The initial examination is the most important step in the design and plan of a successful rhinoplasty surgery. During the initial visit, surgeons must obtain accurate data to determine if they can deliver a safe and successful outcome to the patient. The surgeon should obtain a thorough medical and surgical history to determine if any further medical clearances, consultations, or advanced diagnostics are required. Surgeons should especially focus on any previous aesthetic surgeries and compare their own objective assessment of the outcome to the patient perception of the results. This helps assess the psychological factors dictating patient expectations and any red flags during this interview should be documented. Moreover, complex facial analysis including skeletal examination and dental occlusion assessment should be performed or the patient referred to an appropriate specialist for further assessment.

The Background

The initial examination has evolved over the past several decades, due to experience shared through professional meetings and published articles. This is especially true for the possible complications of rhinoplasties and how to prevent and manage them. We now have more experience screening patients for alarming physiological factors.

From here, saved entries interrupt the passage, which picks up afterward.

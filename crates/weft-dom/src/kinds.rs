//! Concrete node kinds
//!
//! One newtype per content-model shape; the categories a kind belongs
//! to are fixed by which marker traits it implements. The tag
//! constructor catalogue (`weft-tags`) picks the right kind per tag.

use crate::category::{
    Block, Container, Inline, ListItem, MapArea, Metadata, OptionContent, OptionItem,
};
use crate::error::DomError;
use crate::node::{Child, Element, IntoChild, Markup, Text};

macro_rules! markup_impls {
    ($name:ident) => {
        impl Markup for $name {
            fn element(&self) -> &Element {
                &self.0
            }

            fn element_mut(&mut self) -> &mut Element {
                &mut self.0
            }

            fn from_element(element: Element) -> Self {
                Self(element)
            }
        }

        impl IntoChild for $name {
            fn into_child(self) -> Child {
                Child::Element(self.0)
            }
        }

        impl std::fmt::Display for $name {
            fn fmt(&self, f: &mut std::fmt::Formatter<'_>) -> std::fmt::Result {
                f.write_str(&self.to_html())
            }
        }
    };
}

/// Generic block-level container (div, p, section, form, ...).
#[derive(Debug)]
pub struct BlockNode(Element);

impl BlockNode {
    pub fn new(tag: &str) -> Self {
        Self(Element::new(tag))
    }
}

markup_impls!(BlockNode);
impl Block for BlockNode {}
impl<N: Block> Container<N> for BlockNode {}

/// Generic inline container (span, em, button, ...).
#[derive(Debug)]
pub struct InlineNode(Element);

impl InlineNode {
    pub fn new(tag: &str) -> Self {
        Self(Element::new(tag))
    }
}

markup_impls!(InlineNode);
impl Block for InlineNode {}
impl Inline for InlineNode {}
impl<N: Inline> Container<N> for InlineNode {}

/// Self-closing element with no content (br, hr, wbr).
#[derive(Debug)]
pub struct Leaf(Element);

impl Leaf {
    pub fn new(tag: &str) -> Self {
        Self(Element::leaf(tag))
    }
}

markup_impls!(Leaf);
impl Block for Leaf {}
impl Inline for Leaf {}

/// Element holding only text (title, abbr, var, time).
#[derive(Debug)]
pub struct Plain(Element);

impl Plain {
    pub fn new(tag: &str) -> Self {
        Self(Element::new(tag))
    }
}

markup_impls!(Plain);
impl Block for Plain {}
impl Inline for Plain {}
impl Metadata for Plain {}
impl Container<Text> for Plain {}

/// Self-closing head element (base, link, meta).
#[derive(Debug)]
pub struct MetadataLeaf(Element);

impl MetadataLeaf {
    pub fn new(tag: &str) -> Self {
        Self(Element::leaf(tag))
    }
}

markup_impls!(MetadataLeaf);
impl Metadata for MetadataLeaf {}

/// Text-bearing metadata element (script, style, noscript), also
/// placeable in body content.
#[derive(Debug)]
pub struct MetadataNode(Element);

impl MetadataNode {
    pub fn new(tag: &str) -> Self {
        Self(Element::new(tag))
    }
}

markup_impls!(MetadataNode);
impl Block for MetadataNode {}
impl Inline for MetadataNode {}
impl Metadata for MetadataNode {}
impl Container<Text> for MetadataNode {}

/// The `template` element: inert, accepts any node.
#[derive(Debug)]
pub struct Template(Element);

impl Template {
    pub fn new() -> Self {
        Self(Element::new("template"))
    }
}

impl Default for Template {
    fn default() -> Self {
        Self::new()
    }
}

markup_impls!(Template);
impl Block for Template {}
impl Inline for Template {}
impl Metadata for Template {}
impl<N: IntoChild> Container<N> for Template {}

/// Ordered or unordered list; accepts list items only.
#[derive(Debug)]
pub struct ListNode(Element);

impl ListNode {
    pub fn new(tag: &str) -> Self {
        Self(Element::new(tag))
    }
}

markup_impls!(ListNode);
impl Block for ListNode {}
impl<N: ListItem> Container<N> for ListNode {}

/// A list item; holds block content.
#[derive(Debug)]
pub struct ListElt(Element);

impl ListElt {
    pub fn new() -> Self {
        Self(Element::new("li"))
    }
}

impl Default for ListElt {
    fn default() -> Self {
        Self::new()
    }
}

markup_impls!(ListElt);
impl ListItem for ListElt {}
impl<N: Block> Container<N> for ListElt {}

/// Select-like container (select, datalist); accepts option items only.
#[derive(Debug)]
pub struct SelectNode(Element);

impl SelectNode {
    pub fn new(tag: &str) -> Self {
        Self(Element::new(tag))
    }
}

markup_impls!(SelectNode);
impl Block for SelectNode {}
impl Inline for SelectNode {}
impl<N: OptionItem> Container<N> for SelectNode {}

/// An option or option group; holds text or nested option items.
#[derive(Debug)]
pub struct OptionNode(Element);

impl OptionNode {
    pub fn new(tag: &str) -> Self {
        Self(Element::new(tag))
    }
}

markup_impls!(OptionNode);
impl OptionItem for OptionNode {}
impl OptionContent for OptionNode {}
impl<N: OptionContent> Container<N> for OptionNode {}

/// Image map container; accepts map-area-eligible nodes only.
#[derive(Debug)]
pub struct MapNode(Element);

impl MapNode {
    pub fn new() -> Self {
        Self(Element::new("map"))
    }
}

impl Default for MapNode {
    fn default() -> Self {
        Self::new()
    }
}

markup_impls!(MapNode);
impl Block for MapNode {}
impl Inline for MapNode {}
impl<N: MapArea> Container<N> for MapNode {}

/// Anchor-like element (a, area): inline content that is also
/// eligible inside an image map.
#[derive(Debug)]
pub struct MapElement(Element);

impl MapElement {
    pub fn new(tag: &str) -> Self {
        Self(Element::new(tag))
    }
}

markup_impls!(MapElement);
impl Block for MapElement {}
impl Inline for MapElement {}
impl MapArea for MapElement {}
impl<N: Inline> Container<N> for MapElement {}

/// The document head; accepts metadata content only.
#[derive(Debug)]
pub struct Header(Element);

impl Header {
    pub fn new() -> Self {
        Self(Element::new("head"))
    }
}

impl Default for Header {
    fn default() -> Self {
        Self::new()
    }
}

markup_impls!(Header);
impl<N: Metadata> Container<N> for Header {}

/// The document body; accepts any node.
#[derive(Debug)]
pub struct Body(Element);

impl Body {
    pub fn new() -> Self {
        Self(Element::new("body"))
    }
}

impl Default for Body {
    fn default() -> Self {
        Self::new()
    }
}

markup_impls!(Body);
impl<N: IntoChild> Container<N> for Body {}

/// Escape hatch: a container belonging to every category, bypassing
/// the content-model checks for tags the catalogue does not model.
#[derive(Debug)]
pub struct UnsafeNode(Element);

impl UnsafeNode {
    pub fn new(tag: &str) -> Result<Self, DomError> {
        validate_tag_name(tag)?;
        Ok(Self(Element::new(tag)))
    }
}

markup_impls!(UnsafeNode);
impl Block for UnsafeNode {}
impl Inline for UnsafeNode {}
impl Metadata for UnsafeNode {}
impl ListItem for UnsafeNode {}
impl OptionItem for UnsafeNode {}
impl OptionContent for UnsafeNode {}
impl MapArea for UnsafeNode {}
impl<N: IntoChild> Container<N> for UnsafeNode {}

/// Escape hatch counterpart of [`Leaf`], belonging to every category.
#[derive(Debug)]
pub struct UnsafeLeaf(Element);

impl UnsafeLeaf {
    pub fn new(tag: &str) -> Result<Self, DomError> {
        validate_tag_name(tag)?;
        Ok(Self(Element::leaf(tag)))
    }
}

markup_impls!(UnsafeLeaf);
impl Block for UnsafeLeaf {}
impl Inline for UnsafeLeaf {}
impl Metadata for UnsafeLeaf {}
impl ListItem for UnsafeLeaf {}
impl OptionItem for UnsafeLeaf {}
impl OptionContent for UnsafeLeaf {}
impl MapArea for UnsafeLeaf {}

// Text composes wherever content flows, and inside options.
impl Block for Text {}
impl Inline for Text {}
impl OptionContent for Text {}

/// Tag names may only enter the model through the unsafe escape
/// hatches; everything else is fixed by the catalogue.
fn validate_tag_name(name: &str) -> Result<(), DomError> {
    let mut chars = name.chars();
    let valid = match chars.next() {
        Some(first) => {
            first.is_ascii_alphabetic()
                && chars.all(|c| c.is_ascii_alphanumeric() || c == '-')
        }
        None => false,
    };
    if valid {
        Ok(())
    } else {
        Err(DomError::InvalidTagName { name: name.to_string() })
    }
}

#[cfg(test)]
mod tests {
    use super::*;

    #[test]
    fn test_list_accepts_items_in_order() {
        let list = ListNode::new("ul")
            .append(ListElt::new().append(BlockNode::new("div")))
            .append(ListElt::new());

        assert_eq!(list.element().children().len(), 2);
    }

    #[test]
    fn test_prepend_goes_first() {
        let mut div = BlockNode::new("div");
        div.push(BlockNode::new("p"));
        div.push_front(BlockNode::new("h1"));

        let Child::Element(first) = &div.element().children()[0] else {
            panic!("expected element child");
        };
        assert_eq!(first.tag(), "h1");
    }

    #[test]
    fn test_unsafe_tag_name_validation() {
        assert!(UnsafeNode::new("custom-widget").is_ok());
        assert!(UnsafeNode::new("").is_err());
        assert!(UnsafeNode::new("<script>").is_err());
        assert!(UnsafeLeaf::new("1up").is_err());
    }

    #[test]
    fn test_duplicate_preserves_kind_and_attrs() {
        let anchor = MapElement::new("a").attr("href", "/home").colorize();
        let copy = anchor.duplicate();

        assert_eq!(copy.get_attribute("href"), Some("/home"));
        assert!(copy.is_colored());
        assert_ne!(copy.uid(), anchor.uid());
    }
}
//! Identifier generation
//!
//! Process-unique, human-readable identifiers used as stable DOM hooks.

use std::sync::atomic::{AtomicU64, Ordering};

static NEXT_ID: AtomicU64 = AtomicU64::new(1);

/// Generate a process-unique identifier, prefixed by the tag name.
///
/// The identifier is assigned once at node construction and only
/// regenerated on explicit duplication.
pub fn data_id(prefix: &str) -> String {
    let n = NEXT_ID.fetch_add(1, Ordering::Relaxed);
    if prefix.is_empty() {
        format!("{n:x}")
    } else {
        format!("{prefix}-{n:x}")
    }
}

Also, with the ever-growing advancements in medicine, our preprocedure evaluation has evolved and has become more efficient. Photographic documentation is fully digital, and we are increasingly adopting surgical diagnostics such as ultrasound, endoscopy, and cone beam computed tomography (CBCT) scans to further assess the areas we would not be able to view in the past. Cosmetic surgery literature indicates that a simple clinical examination of the soft tissue nasal angles might not reflect the underlying bone angles encountered during rhinoplasty and anterior rhinoscopy, patient questionnaires, endoscopy, decongestant spray rhinomanometry, and nasal strips are important components of a nasal examination. Moreover, magnetic resonance imaging (MRI) is likely to improve presurgical evaluation, especially for the assessment of alar cartilages, interdomal distance, and valvular configuration. MRI also helps reliably assess the structures and anomalies that are difficult to evaluate by the rhinoscopy. These may include turbino-septal synechiae, perforations, and losses of bone-cartilaginous substance. Consistently, more sophisticated laser angiographic technology has been successfully used recently in evaluating reconstructive cases in which the viability of the tissue may be difficult to deduce from the initial clinical examination.